# YOUR OBJECTIVE
Restate all of the data exactly.

(Dataset items)
• • • • • • •

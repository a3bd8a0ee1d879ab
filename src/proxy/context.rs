//! Per-request context and endpoint dispatch

use crate::cli::config::ProxyConfig;
use crate::error::{ProxyError, Result};
use crate::proxy::routes::Route;
use axum::http::{HeaderMap, HeaderValue, Method, header, request::Parts};

/// Path of the proxy's own token endpoint
pub const TOKEN_RELAY_PATH: &str = "/v2/auth";

/// The three logical endpoints of a proxied registry
#[derive(Debug, Clone, Copy, PartialEq, Eq)]
pub enum Endpoint {
    /// `/v2/`: API version check, answered with the proxy's own challenge
    ChallengeProbe,
    /// `/v2/auth`: token issuance relayed to the upstream realm
    TokenRelay,
    /// Everything else
    DataPlane,
}

impl Endpoint {
    pub fn classify(path: &str, route: &Route) -> Self {
        if !route.kind.speaks_registry_auth() {
            return Endpoint::DataPlane;
        }
        match path {
            "/v2/" | "/v2" => Endpoint::ChallengeProbe,
            TOKEN_RELAY_PATH => Endpoint::TokenRelay,
            _ => Endpoint::DataPlane,
        }
    }
}

/// Everything one request handler needs, fixed at construction
#[derive(Debug, Clone)]
pub struct ProxyRequestContext {
    pub request_id: String,
    pub method: Method,
    pub path: String,
    pub query: Option<String>,
    pub headers: HeaderMap,
    pub route: Route,
    /// Host the client used to reach us, port included
    pub proxy_host: String,
    /// Absolute URL of our token endpoint as advertised to the client
    pub auth_realm: String,
    pub endpoint: Endpoint,
}

impl ProxyRequestContext {
    pub fn new(
        request_id: String,
        parts: &Parts,
        proxy_host: String,
        route: Route,
        config: &ProxyConfig,
    ) -> Self {
        let path = parts.uri.path().to_string();
        let endpoint = Endpoint::classify(&path, &route);
        let auth_realm = match (&config.local_address, config.debug) {
            (Some(local), true) => format!("{}{}", local.trim_end_matches('/'), TOKEN_RELAY_PATH),
            _ => format!("{}://{}{}", config.public_scheme, proxy_host, TOKEN_RELAY_PATH),
        };

        Self {
            request_id,
            method: parts.method.clone(),
            path,
            query: parts.uri.query().map(str::to_string),
            headers: parts.headers.clone(),
            route,
            proxy_host,
            auth_realm,
            endpoint,
        }
    }

    /// Host the client addressed, from `Host` or the absolute request URI
    pub fn inbound_host(parts: &Parts) -> Result<String> {
        let from_header = parts
            .headers
            .get(header::HOST)
            .and_then(|v| v.to_str().ok())
            .map(str::trim)
            .filter(|v| !v.is_empty());
        let host = from_header
            .map(str::to_string)
            .or_else(|| parts.uri.authority().map(|a| a.as_str().to_string()))
            .ok_or_else(|| ProxyError::InvalidRequest("Request has no Host".to_string()))?;
        Ok(host)
    }

    pub fn header(&self, name: header::HeaderName) -> Option<&HeaderValue> {
        self.headers.get(name)
    }

    pub fn authorization(&self) -> Option<&HeaderValue> {
        self.headers.get(header::AUTHORIZATION)
    }

    /// `path?query` exactly as received
    pub fn path_and_query(&self) -> String {
        match &self.query {
            Some(query) => format!("{}?{}", self.path, query),
            None => self.path.clone(),
        }
    }

    /// Upstream URL for this request: base + original path + original query
    pub fn target_url(&self) -> Result<url::Url> {
        Ok(url::Url::parse(&format!(
            "{}{}",
            self.route.base(),
            self.path_and_query()
        ))?)
    }
}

• • • • • • •

# SOLUTION BELOW
repository a3bd8a0ee1d879ab
filename src/proxy/context.rs
//! Per-request context and endpoint dispatch

use crate::cli::config::ProxyConfig;
use crate::error::{ProxyError, Result};
use crate::proxy::routes::Route;
use axum::http::{HeaderMap, HeaderValue, Method, header, request::Parts};

/// Path of the proxy's own token endpoint
pub const TOKEN_RELAY_PATH: &str = "/v2/auth";

/// The three logical endpoints of a proxied registry
#[derive(Debug, Clone, Copy, PartialEq, Eq)]
pub enum Endpoint {
    /// `/v2/`: API version check, answered with the proxy's own challenge
    ChallengeProbe,
    /// `/v2/auth`: token issuance relayed to the upstream realm
    TokenRelay,
    /// Everything else
    DataPlane,
}

impl Endpoint {
    pub fn classify(path: &str, route: &Route) -> Self {
        if !route.kind.speaks_registry_auth() {
            return Endpoint::DataPlane;
        }
        match path {
            "/v2/" | "/v2" => Endpoint::ChallengeProbe,
            TOKEN_RELAY_PATH => Endpoint::TokenRelay,
            _ => Endpoint::DataPlane,
        }
    }
}

/// Everything one request handler needs, fixed at construction
#[derive(Debug, Clone)]
pub struct ProxyRequestContext {
    pub request_id: String,
    pub method: Method,
    pub path: String,
    pub query: Option<String>,
    pub headers: HeaderMap,
    pub route: Route,
    /// Host the client used to reach us, port included
    pub proxy_host: String,
    /// Absolute URL of our token endpoint as advertised to the client
    pub auth_realm: String,
    pub endpoint: Endpoint,
}

impl ProxyRequestContext {
    pub fn new(
        request_id: String,
        parts: &Parts,
        proxy_host: String,
        route: Route,
        config: &ProxyConfig,
    ) -> Self {
        let path = parts.uri.path().to_string();
        let endpoint = Endpoint::classify(&path, &route);
        let auth_realm = match (&config.local_address, config.debug) {
            (Some(local), true) => format!("{}{}", local.trim_end_matches('/'), TOKEN_RELAY_PATH),
            _ => format!("{}://{}{}", config.public_scheme, proxy_host, TOKEN_RELAY_PATH),
        };

        Self {
            request_id,
            method: parts.method.clone(),
            path,
            query: parts.uri.query().map(str::to_string),
            headers: parts.headers.clone(),
            route,
            proxy_host,
            auth_realm,
            endpoint,
        }
    }

    /// Host the client addressed, from `Host` or the absolute request URI
    pub fn inbound_host(parts: &Parts) -> Result<String> {
        let from_header = parts
            .headers
            .get(header::HOST)
            .and_then(|v| v.to_str().ok())
            .map(str::trim)
            .filter(|v| !v.is_empty());
        let host = from_header
            .map(str::to_string)
            .or_else(|| parts.uri.authority().map(|a| a.as_str().to_string()))
            .ok_or_else(|| ProxyError::InvalidRequest("Request has no Host".to_string()))?;
        Ok(host)
    }

    pub fn header(&self, name: header::HeaderName) -> Option<&HeaderValue> {
        self.headers.get(name)
    }

    pub fn authorization(&self) -> Option<&HeaderValue> {
        self.headers.get(header::AUTHORIZATION)
    }

    /// `path?query` exactly as received
    pub fn path_and_query(&self) -> String {
        match &self.query {
            Some(query) => format!("{}?{}", self.path, query),
            None => self.path.clone(),
        }
    }

    /// Upstream URL for this request: base + original path + original query
    pub fn target_url(&self) -> Result<url::Url> {
        Ok(url::Url::parse(&format!(
            "{}{}",
            self.route.base(),
            self.path_and_query()
        ))?)
    }
}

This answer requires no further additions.